* **What you will do**:
Scan the entries below for "CONVERSION" and copy each line that holds it.

(Dataset entries)
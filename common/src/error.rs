use actix_web::HttpResponse;
use thiserror::Error;

pub type Res<T> = std::result::Result<T, AppError>;

#[derive(Error, Debug)]
pub enum AppError {
    // === CONVERSION ERRORS ===
    #[error("Database error: {0}")]
    Database(#[from] sqlx::Error),

    #[error("JWT error: {0}")]
    JWT(#[from] jsonwebtoken::errors::Error),

    #[error("Reqwest error: {0}")]
    Reqwest(#[from] reqwest::Error),

    #[error("SMTP error: {0}")]
    Smtp(#[from] lettre::transport::smtp::Error),

    #[error("Email error: {0}")]
    Email(#[from] lettre::error::Error),

    #[error("Invalid email address: {0}")]
    Address(#[from] lettre::address::AddressError),

    #[error("Template error: {0}")]
    Template(#[from] tera::Error),

    // === APPLICATION ERRORS ===
    #[error("Authorization error: {0}")]
    Unauthorized(String),

    #[error("Forbidden: {0}")]
    Forbidden(String),

    #[error("Resource not found: {0}")]
    NotFound(String),

    #[error("Bad request: {0}")]
    BadRequest(String),

    #[error("Too Many Requests: {0}")]
    TooManyRequests(String),

    #[error("{0}")]
    Internal(String),
}

impl AppError {
    /// Text safe to put in a response body that reports this error as data,
    /// like a per-invoice outcome. Library errors are reduced to their kind.
    pub fn public_message(&self) -> String {
        match self {
            AppError::Database(_) => "Database error".to_string(),
            AppError::JWT(_) => "Token error".to_string(),
            AppError::Reqwest(_) => "Upstream request failed".to_string(),
            AppError::Smtp(_) | AppError::Email(_) => "Email delivery failed".to_string(),
            AppError::Template(_) => "Email rendering failed".to_string(),
            _ => self.to_string(),
        }
    }

    pub fn to_http_response(&self) -> HttpResponse {
        let is_dev = cfg!(debug_assertions);

        let to_internal_json = |err_msg: &str| {
            if is_dev {
                serde_json::json!({ "error": err_msg })
            } else {
                serde_json::json!({ "error": "Internal server error" })
            }
        };

        match self {
            // === CONVERSION ERRORS ===
            AppError::Database(error) => {
                log::error!("Database error: {}", error);
                HttpResponse::InternalServerError().json(to_internal_json(&error.to_string()))
            }
            AppError::JWT(error) => {
                log::error!("JWT error: {}", error);
                HttpResponse::InternalServerError().json(to_internal_json(&error.to_string()))
            }
            AppError::Reqwest(error) => {
                log::error!("Reqwest error: {}", error);
                HttpResponse::InternalServerError().json(to_internal_json(&error.to_string()))
            }
            AppError::Smtp(error) => {
                log::error!("SMTP error: {}", error);
                HttpResponse::InternalServerError().json(to_internal_json(&error.to_string()))
            }
            AppError::Email(error) => {
                log::error!("Email error: {}", error);
                HttpResponse::InternalServerError().json(to_internal_json(&error.to_string()))
            }
            AppError::Template(error) => {
                log::error!("Template error: {}", error);
                HttpResponse::InternalServerError().json(to_internal_json(&error.to_string()))
            }
            // a bad address always comes from user input
            AppError::Address(_) => {
                HttpResponse::BadRequest().json(serde_json::json!({ "error": self.to_string() }))
            }

            // === APPLICATION ERRORS ===
            AppError::Unauthorized(_) => {
                HttpResponse::Unauthorized().json(serde_json::json!({ "error": self.to_string() }))
            }
            AppError::Forbidden(_) => {
                HttpResponse::Forbidden().json(serde_json::json!({ "error": self.to_string() }))
            }
            AppError::NotFound(_) => {
                HttpResponse::NotFound().json(serde_json::json!({ "error": self.to_string() }))
            }
            AppError::BadRequest(_) => {
                HttpResponse::BadRequest().json(serde_json::json!({ "error": self.to_string() }))
            }
            AppError::TooManyRequests(_) => HttpResponse::TooManyRequests()
                .json(serde_json::json!({ "error": self.to_string() })),

            AppError::Internal(error) => {
                log::error!("Internal error: {}", error);
                HttpResponse::InternalServerError().json(to_internal_json(&error.to_string()))
            }
        }
    }
}

impl actix_web::ResponseError for AppError {
    fn status_code(&self) -> actix_web::http::StatusCode {
        self.to_http_response().status()
    }

    fn error_response(&self) -> HttpResponse {
        self.to_http_response()
    }
}
use chrono::NaiveDateTime;
use db::models::smtp::UserSmtp;
use serde::{Deserialize, Serialize};

#[derive(Debug, Default, Deserialize)]
#[serde(default)]
pub struct SaveSmtpRequest {
    pub host: String,
    pub port: Option<i32>,
    pub username: String,
    /// Empty or absent keeps the stored password.
    pub password: Option<String>,
    pub from_email: String,
    pub from_name: String,
    pub secure: bool,
    pub use_custom: bool,
}

/// Stored settings as returned to the owner. The password never leaves the server.
#[derive(Debug, Serialize)]
pub struct SmtpSettingsView {
    pub host: String,
    pub port: i32,
    pub username: String,
    pub has_password: bool,
    pub from_email: String,
    pub from_name: String,
    pub secure: bool,
    pub use_custom: bool,
    pub updated_at: NaiveDateTime,
}

impl From<UserSmtp> for SmtpSettingsView {
    fn from(settings: UserSmtp) -> Self {
        SmtpSettingsView {
            has_password: !settings.password.is_empty(),
            host: settings.host,
            port: settings.port,
            username: settings.username,
            from_email: settings.from_email,
            from_name: settings.from_name,
            secure: settings.secure,
            use_custom: settings.use_custom,
            updated_at: settings.updated_at,
        }
    }
}
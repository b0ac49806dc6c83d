use argon2::password_hash::SaltString;
use argon2::password_hash::rand_core::OsRng;
use argon2::{Argon2, password_hash::PasswordHasher};
use common::error::{AppError, Res};
use db::dtos::user::UserCreateRequest;
use db::models::user::{AuthCredentials, User};

use sqlx::PgPool;
use uuid::Uuid;

use crate::dtos::auth::SignUpRequest;

pub async fn exists_user_by_email(pool: &PgPool, email: &str) -> Res<bool> {
    db::user::exists_user_by_email(pool, email).await
}

pub async fn get_user_by_id(pool: &PgPool, user_id: Uuid) -> Res<User> {
    db::user::get_user_by_id(pool, user_id)
        .await?
        .ok_or_else(|| AppError::NotFound("User not found".to_string()))
}

/// Inserts user record and credentials in one transaction.
pub async fn create_user_with_credentials(pool: &PgPool, req: &SignUpRequest) -> Res<User> {
    let password_hash = hash_password(&req.password)?;

    let mut tx = pool.begin().await?;

    let user = db::user::insert_user(
        &mut *tx,
        UserCreateRequest {
            name: req.name.trim().to_string(),
            email: req.email.trim().to_lowercase(),
        },
    )
    .await
    .map_err(duplicate_email_as_bad_request)?;

    db::user::insert_user_with_credentials(
        &mut *tx,
        AuthCredentials {
            user_id: user.id,
            password_hash,
        },
    )
    .await?;

    tx.commit().await?;
    log::info!("Registered user {}", user.id);
    Ok(user)
}

/// A concurrent signup can pass the existence check and still lose the race
/// on `users.email`.
fn duplicate_email_as_bad_request(err: AppError) -> AppError {
    match &err {
        AppError::Database(sqlx::Error::Database(db_err)) if db_err.is_unique_violation() => {
            AppError::BadRequest("User already exists".to_string())
        }
        _ => err,
    }
}

pub(crate) fn hash_password(password: &str) -> Res<String> {
    let salt = SaltString::generate(&mut OsRng);
    Argon2::default()
        .hash_password(password.as_bytes(), &salt)
        .map(|hash| hash.to_string())
        .map_err(|e| AppError::Internal(format!("Failed to hash password: {}", e)))
}
use actix_cors::Cors;
use actix_web::http::{Method, header};

/// `CORS_ALLOWED_ORIGIN` may list several origins separated by commas,
/// e.g. the dashboard and a marketing site.
pub fn allowed_origins(raw: &str) -> Vec<&str> {
    raw.split(',')
        .map(|origin| origin.trim().trim_end_matches('/'))
        .filter(|origin| !origin.is_empty())
        .collect()
}

pub fn middleware(origins: &[String]) -> Cors {
    let cors = origins
        .iter()
        .fold(Cors::default(), |cors, origin| cors.allowed_origin(origin));

    cors.allowed_methods([Method::GET, Method::POST, Method::PUT, Method::DELETE])
        .allowed_headers([header::AUTHORIZATION, header::CONTENT_TYPE, header::ACCEPT])
        .supports_credentials()
        .max_age(3600)
}
use actix_web::web;

pub mod routes {
    pub mod client;
}
pub mod services {
    pub mod client;
}
pub mod dtos {
    pub mod client;
}

pub fn mount_clients() -> actix_web::Scope {
    web::scope("/client")
        .service(routes::client::post_client)
        .service(routes::client::get_clients)
        .service(routes::client::get_client)
}
use actix_web::web::{self};

pub mod routes {
    pub mod billing;
}

mod services {
    pub(crate) mod billing;
}

mod dtos {
    pub(crate) mod billing;
}

mod models {
    pub(crate) mod plan;
}

pub fn mount_billing() -> actix_web::Scope {
    web::scope("/billing")
        .service(routes::billing::get_overview)
        .service(routes::billing::get_plans)
}
//! Printable invoice page. The browser's print dialog is the "save as PDF" path.

use chrono::NaiveDateTime;
use common::{
    error::Res,
    misc::{InvoiceStatus, invoice_reference},
    totals::{format_money, parse_line_items},
};
use db::models::{client::Client, invoice::Invoice, user::User};
use serde::Serialize;
use tera::{Context, Tera};

use crate::dtos::invoice::breakdown_of;

const DOCUMENT_TEMPLATE: &str = "invoice_document.html";
const DATE_FORMAT: &str = "%B %-d, %Y";

#[derive(Serialize)]
struct ItemRow {
    description: String,
    quantity: String,
    rate: String,
    amount: String,
}

#[derive(Serialize)]
struct DocumentView<'a> {
    reference: String,
    status: &'static str,
    logo: Option<&'a str>,
    sender_name: &'a str,
    sender_email: &'a str,
    client_name: &'a str,
    client_email: &'a str,
    issued: String,
    due_date: String,
    paid_at: Option<String>,
    items: Vec<ItemRow>,
    itemized: bool,
    subtotal: String,
    tax_rate: f64,
    tax: String,
    shipping: String,
    discount: String,
    total: String,
    notes: Option<&'a str>,
}

pub fn render_document(
    invoice: &Invoice,
    client: &Client,
    sender: &User,
    currency: &str,
    now: NaiveDateTime,
) -> Res<String> {
    let money = |amount: f64| format_money(amount, currency);
    let totals = breakdown_of(invoice);
    let items = parse_line_items(invoice.line_items.as_deref())
        .unwrap_or_default()
        .into_iter()
        .map(|item| ItemRow {
            description: item.description,
            quantity: item.quantity.to_string(),
            rate: money(item.rate),
            amount: money(item.amount),
        })
        .collect();

    let view = DocumentView {
        reference: invoice_reference(&invoice.id),
        status: InvoiceStatus::derive(&invoice.status, invoice.due_date, now).as_str(),
        logo: invoice.logo.as_deref().filter(|l| !l.is_empty()),
        sender_name: &sender.name,
        sender_email: &sender.email,
        client_name: &client.name,
        client_email: &client.email,
        issued: invoice.created_at.format(DATE_FORMAT).to_string(),
        due_date: invoice.due_date.format(DATE_FORMAT).to_string(),
        paid_at: invoice.paid_at.map(|at| at.format(DATE_FORMAT).to_string()),
        items,
        itemized: totals.itemized,
        subtotal: money(totals.subtotal),
        tax_rate: invoice.tax_rate,
        tax: money(totals.tax),
        shipping: money(totals.shipping),
        discount: money(totals.discount),
        total: money(totals.total),
        notes: invoice.notes.as_deref().filter(|n| !n.trim().is_empty()),
    };

    let mut tera = Tera::default();
    tera.add_raw_template(
        DOCUMENT_TEMPLATE,
        include_str!("../../templates/invoice_document.html"),
    )?;
    let html = tera.render(DOCUMENT_TEMPLATE, &Context::from_serialize(&view)?)?;
    Ok(html)
}

#[cfg(test)]
mod tests {
    use chrono::{Duration, Utc};
    use uuid::Uuid;

    use super::*;

    fn fixtures(now: NaiveDateTime) -> (Invoice, Client, User) {
        let user = User {
            id: Uuid::new_v4(),
            name: "Jane Doe".to_string(),
            email: "jane@example.com".to_string(),
            plan: "FREE".to_string(),
            created_at: now,
            updated_at: now,
        };
        let client = Client {
            id: Uuid::new_v4(),
            user_id: user.id,
            name: "Acme".to_string(),
            email: "billing@acme.test".to_string(),
            created_at: now,
            updated_at: now,
        };
        let invoice = Invoice {
            id: Uuid::new_v4(),
            user_id: user.id,
            client_id: client.id,
            amount: 125.0,
            status: "UNPAID".to_string(),
            due_date: now - Duration::days(1),
            created_at: now - Duration::days(15),
            paid_at: None,
            notes: Some("Net 14".to_string()),
            logo: Some("data:image/png;base64,iVBORw0KGgo=".to_string()),
            line_items: Some(
                r#"[{"description":"Logo design","quantity":2,"rate":50,"amount":100}]"#.to_string(),
            ),
            tax_rate: 10.0,
            discount: 5.0,
            shipping: 20.0,
            email_send_option: "save_only".to_string(),
            email_scheduled_at: None,
            email_sent: false,
            email_sent_at: None,
        };
        (invoice, client, user)
    }

    #[test]
    fn document_lists_items_totals_and_prints_on_load() {
        let now = Utc::now().naive_utc();
        let (invoice, client, user) = fixtures(now);
        let html = render_document(&invoice, &client, &user, "USD", now).unwrap();

        assert!(html.contains("Logo design"));
        assert!(html.contains("USD 100.00"));
        assert!(html.contains("USD 10.00"));
        assert!(html.contains("USD 125.00"));
        assert!(html.contains("Acme"));
        assert!(html.contains("Jane Doe"));
        assert!(html.contains("Net 14"));
        assert!(html.contains("window.print()"));
        assert!(html.contains(&invoice_reference(&invoice.id)));
    }

    #[test]
    fn document_shows_the_derived_status() {
        let now = Utc::now().naive_utc();
        let (invoice, client, user) = fixtures(now);
        let html = render_document(&invoice, &client, &user, "USD", now).unwrap();
        assert!(html.contains("status-OVERDUE"));
    }

    #[test]
    fn user_content_is_escaped() {
        let now = Utc::now().naive_utc();
        let (mut invoice, mut client, user) = fixtures(now);
        client.name = "<img src=x onerror=alert(1)>".to_string();
        invoice.notes = Some("</div><script>steal()</script>".to_string());
        let html = render_document(&invoice, &client, &user, "USD", now).unwrap();

        assert!(!html.contains("<img src=x"));
        assert!(!html.contains("<script>steal()"));
        assert!(html.contains("&lt;script&gt;steal()"));
    }

    #[test]
    fn flat_invoice_renders_a_single_line() {
        let now = Utc::now().naive_utc();
        let (mut invoice, client, user) = fixtures(now);
        invoice.line_items = None;
        invoice.amount = 300.0;
        let html = render_document(&invoice, &client, &user, "EUR", now).unwrap();
        assert!(html.contains("Services"));
        assert!(html.contains("EUR 300.00"));
        assert!(!html.contains("Subtotal"));
    }
}
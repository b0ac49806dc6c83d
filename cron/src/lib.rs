use actix_web::web;

pub mod routes {
    pub mod scheduled;
}
pub mod services {
    pub mod dispatch;
}

/// Endpoints hit by an external scheduler. Not behind user auth.
pub fn mount_cron() -> actix_web::Scope {
    web::scope("/cron").service(routes::scheduled::get_send_scheduled_emails)
}
use common::error::{AppError, Res};
use sqlx::{Executor, Postgres};
use uuid::Uuid;

use crate::{dtos::smtp::UserSmtpUpsertRequest, models::smtp::UserSmtp};

pub async fn get_user_smtp<'e, E: Executor<'e, Database = Postgres>>(
    executor: E,
    user_id: Uuid,
) -> Res<Option<UserSmtp>> {
    sqlx::query_as::<_, UserSmtp>("SELECT * FROM user_smtp WHERE user_id = $1")
        .bind(user_id)
        .fetch_optional(executor)
        .await
        .map_err(AppError::from)
}

/// Inserts or replaces the user's SMTP settings. A `None` password keeps the stored one.
pub async fn upsert_user_smtp<'e, E: Executor<'e, Database = Postgres>>(
    executor: E,
    data: UserSmtpUpsertRequest,
) -> Res<UserSmtp> {
    sqlx::query_as::<_, UserSmtp>(
        r#"
        INSERT INTO user_smtp
            (user_id, host, port, username, password, from_email, from_name, secure, use_custom)
        VALUES ($1, $2, $3, $4, COALESCE($5, ''), $6, $7, $8, $9)
        ON CONFLICT (user_id) DO UPDATE SET
            host = EXCLUDED.host,
            port = EXCLUDED.port,
            username = EXCLUDED.username,
            password = COALESCE($5, user_smtp.password),
            from_email = EXCLUDED.from_email,
            from_name = EXCLUDED.from_name,
            secure = EXCLUDED.secure,
            use_custom = EXCLUDED.use_custom,
            updated_at = (NOW() AT TIME ZONE 'utc')
        RETURNING *
        "#,
    )
    .bind(data.user_id)
    .bind(data.host)
    .bind(data.port)
    .bind(data.username)
    .bind(data.password)
    .bind(data.from_email)
    .bind(data.from_name)
    .bind(data.secure)
    .bind(data.use_custom)
    .fetch_one(executor)
    .await
    .map_err(AppError::from)
}

/// Returns whether a row was deleted.
pub async fn delete_user_smtp<'e, E: Executor<'e, Database = Postgres>>(
    executor: E,
    user_id: Uuid,
) -> Res<bool> {
    let result = sqlx::query("DELETE FROM user_smtp WHERE user_id = $1")
        .bind(user_id)
        .execute(executor)
        .await?;
    Ok(result.rows_affected() > 0)
}
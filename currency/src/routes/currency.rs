use std::sync::Arc;

use actix_web::{Responder, get, web};
use common::{env_config::Config, error::Res, http::Success};

use crate::{
    dtos::currency::{ConvertQuery, ConvertResponse, RatesQuery},
    services::rates::RateCache,
};

/// Rate table for `base`, or for the currency invoices are stored in.
#[get("/rates")]
pub async fn get_rates(
    config: web::Data<Arc<Config>>,
    cache: web::Data<Arc<RateCache>>,
    query: web::Query<RatesQuery>,
) -> Res<impl Responder> {
    let base = query
        .base
        .as_deref()
        .unwrap_or(&config.currency.default_currency);
    let table = cache.rates(base).await?;
    Success::ok(table)
}

#[get("/convert")]
pub async fn get_convert(
    cache: web::Data<Arc<RateCache>>,
    query: web::Query<ConvertQuery>,
) -> Res<impl Responder> {
    let query = query.into_inner();
    let table = cache.rates(&query.from).await?;
    let rate = table.convert(1.0, &query.from, &query.to)?;

    Success::ok(ConvertResponse {
        amount: query.amount,
        from: query.from.to_uppercase(),
        to: query.to.to_uppercase(),
        rate,
        result: query.amount * rate,
    })
}

#[cfg(test)]
mod tests {
    use actix_web::{App, http::StatusCode, test};
    use common::env_config::CurrencyConfig;

    use super::*;

    macro_rules! app {
        () => {{
            let cache = RateCache::new(&CurrencyConfig {
                api_url: "http://127.0.0.1:1".to_string(),
                ..CurrencyConfig::default()
            })
            .unwrap();
            test::init_service(
                App::new()
                    .app_data(web::Data::new(Arc::new(Config::for_tests())))
                    .app_data(web::Data::new(Arc::new(cache)))
                    .service(crate::mount_currency()),
            )
            .await
        }};
    }

    #[actix_web::test]
    async fn convert_uses_the_fallback_rates_offline() {
        let app = app!();
        let req = test::TestRequest::get()
            .uri("/currency/convert?amount=100&from=usd&to=EUR")
            .to_request();
        let body: serde_json::Value = test::call_and_read_body_json(&app, req).await;
        assert_eq!(body["from"], "USD");
        assert_eq!(body["to"], "EUR");
        assert!((body["result"].as_f64().unwrap() - 92.0).abs() < 1e-9);
    }

    #[actix_web::test]
    async fn unknown_currency_is_rejected() {
        let app = app!();
        let req = test::TestRequest::get()
            .uri("/currency/convert?amount=1&from=USD&to=XYZ")
            .to_request();
        let res = test::call_service(&app, req).await;
        assert_eq!(res.status(), StatusCode::BAD_REQUEST);
    }

    #[actix_web::test]
    async fn rates_default_to_the_storage_currency() {
        let app = app!();
        let req = test::TestRequest::get().uri("/currency/rates").to_request();
        let body: serde_json::Value = test::call_and_read_body_json(&app, req).await;
        assert_eq!(body["base"], "USD");
        assert_eq!(body["source"], "fallback");
    }
}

* **Finished task**:
    // === CONVERSION ERRORS ===
            // === CONVERSION ERRORS ===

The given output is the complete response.